Lee Friedlander (Aberdeen, Washington, 1934) es uno de los fotógrafos que más ha contribuido a ensanchar las capacidades de la mirada. Sin duda uno de los últimos genios vivos de la historia de la fotografía.
Su obra es un compromiso entre el registro poético de lo punzante real, la experimentación formal acerca de los límites de la subjetividad en la representación del mundo y una exigente experiencia de autoexploración personal a través de la fotografía. Un autor en tránsito entre la modernidad fotográfica y lo que vino después.
Deudor de autores y estilos tan dispares como los que representan precursores como Eugéne Atget, vanguardistas como Moholy Nagy, maestros de la fotografía directa como Ansel Adams y Edward Weston, documentalistas clásicos como Walker Evans y Rusell Lee, renovadores como Garry Winogrand, Robert Frank y William Klein, exploradores del lado oscuro como Weegee y Diane Arbus o experimentalistas con la esencia poética de la realidad como Harry Callahan o Minor White, entre otros muchos, Friedlander, inspirador a su vez de la obra de otros tantos grandes autores posteriores, puede ser considerado la quintaesencia de la fotografía norteamericana en su periodo más expansivo, las décadas 1950-1960. Si tuviéramos que elegir un solo autor que representara en sí mismo la historia de la fotografía de los Estados Unidos, sin duda sería él. Su obra es tan ecléctica, tan variada en temas y tratamientos, en formatos y en registros creativos que ante muchas de sus imágenes sería difícil saber si se trata del mismo autor. Un creador capaz de convertir su mirada en la referencia que adoptamos sobre la cultura de masas en su país. Dice Carlos Gollonet: “A través de sus fotografías se podría establecer una teoría de la atención: nada carece de importancia, todo puede resultar interesante”. Definido como el fotógrafo del paisaje social norteamericano, eso no lo convierte casi nunca en documentalista: Friedlander no trabaja para representar la realidad; se sirve de la realidad para explorar las formas de convertir el estilo en lenguaje.
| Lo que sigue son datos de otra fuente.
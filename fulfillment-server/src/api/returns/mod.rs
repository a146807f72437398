//! Return API Module
//!
//! Pending-return queues and the two-stage approval endpoints. The
//! administrative approval sits behind the admin gate.

mod handler;

use axum::{
    Router,
    middleware as axum_middleware,
    routing::{get, post},
};

use crate::auth::require_admin;
use crate::core::ServerState;

/// Return router
pub fn router() -> Router<ServerState> {
    Router::new().nest("/api/returns", routes())
}

fn routes() -> Router<ServerState> {
    // Admin-only: the final sign-off
    let admin = Router::new()
        .route("/{id}/approve-admin", post(handler::approve_admin))
        .layer(axum_middleware::from_fn(require_admin));

    Router::new()
        // Pending queues (?station= or ?scope=admin)
        .route("/", get(handler::list))
        // Station sign-off
        .route("/{id}/approve-station", post(handler::approve_station))
        // Rejection from either open state
        .route("/{id}/reject", post(handler::reject))
        .merge(admin)
}
//! Health check routes
//!
//! Public routes (no authentication) for deployment monitoring.

use axum::{Json, Router, extract::State, routing::get};
use serde::Serialize;
use std::time::SystemTime;

use crate::core::ServerState;

/// Health router - public (no authentication)
pub fn router() -> Router<ServerState> {
    Router::new()
        .route("/health", get(health))
        .route("/health/detailed", get(detailed_health))
}

#[derive(Serialize)]
pub struct HealthResponse {
    status: &'static str,
    version: &'static str,
}

#[derive(Serialize)]
pub struct DetailedHealthResponse {
    status: &'static str,
    version: &'static str,
    uptime_seconds: u64,
    checks: HealthChecks,
}

#[derive(Serialize)]
pub struct HealthChecks {
    storage: CheckResult,
}

#[derive(Serialize)]
pub struct CheckResult {
    status: &'static str,
    #[serde(skip_serializing_if = "Option::is_none")]
    message: Option<String>,
}

impl CheckResult {
    fn ok() -> Self {
        Self {
            status: "ok",
            message: None,
        }
    }

    fn error(message: impl Into<String>) -> Self {
        Self {
            status: "error",
            message: Some(message.into()),
        }
    }
}

// Server start time (lazy static)
static START_TIME: std::sync::OnceLock<SystemTime> = std::sync::OnceLock::new();

fn get_uptime_seconds() -> u64 {
    let start = START_TIME.get_or_init(SystemTime::now);
    SystemTime::now()
        .duration_since(*start)
        .map(|d| d.as_secs())
        .unwrap_or(0)
}

/// Basic health check
pub async fn health() -> Json<HealthResponse> {
    Json(HealthResponse {
        status: "healthy",
        version: env!("CARGO_PKG_VERSION"),
    })
}

/// Detailed health check with component status
pub async fn detailed_health(State(state): State<ServerState>) -> Json<DetailedHealthResponse> {
    let storage_check = match state.orders.store().health() {
        Ok(()) => CheckResult::ok(),
        Err(e) => CheckResult::error(format!("Storage error: {}", e)),
    };

    let all_ok = storage_check.status == "ok";

    Json(DetailedHealthResponse {
        status: if all_ok { "healthy" } else { "degraded" },
        version: env!("CARGO_PKG_VERSION"),
        uptime_seconds: get_uptime_seconds(),
        checks: HealthChecks {
            storage: storage_check,
        },
    })
}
Capaz de realizar la fotografía más intuitiva y también la que es fruto de la más lenta reflexión, Friedlander domina una entrenada síntesis entre el instante y el encuadre, elementos, al fin, inseparables. Poliédrico, explorador incansable de lugares y de fórmulas, parece como si nunca estuviera seguro de poder atrapar la esencia del mundo, algo fatalmente inalcanzable que le ha llevado, también, a volver la cámara hacia sí mismo: sus autorretratos, reflexivamente informales, crearon un modelo y abrieron nuevas posibilidades a ese género recurrente en tantos artistas.
Solo hay un territorio en el que Friedlander aparece desarmado de su arsenal de recursos y de su vocación rupturista: las fotos que ha realizado a lo largo de su carrera a su mujer, a sus hijos y a sus nietos. Entonces aparece un fotógrafo que parece no poder o no querer aplicar la riqueza de registros que atesora; un fotógrafo que despoja su fotografía de retórica, de efectos y de búsquedas estilísticas. Es entonces cuando anticipa sin pretenderlo la enseñanza de Roland Barthes, que nos dijo que lo esencial de la fotografía está más allá, o más acá, del arte. La esencia fotográfica del mundo finalmente estaba en la presencia vicaria de las personas queridas. La fotografía les da densidad, conforma nuestro recuerdo y nos las hace presentes de forma punzante. Tal vez Friedlander lo supo pronto, pero nunca ha querido abandonar la diversión del vagabundeo existencial y de un genial diletantismo creativo volcado hacia afuera. Menos mal.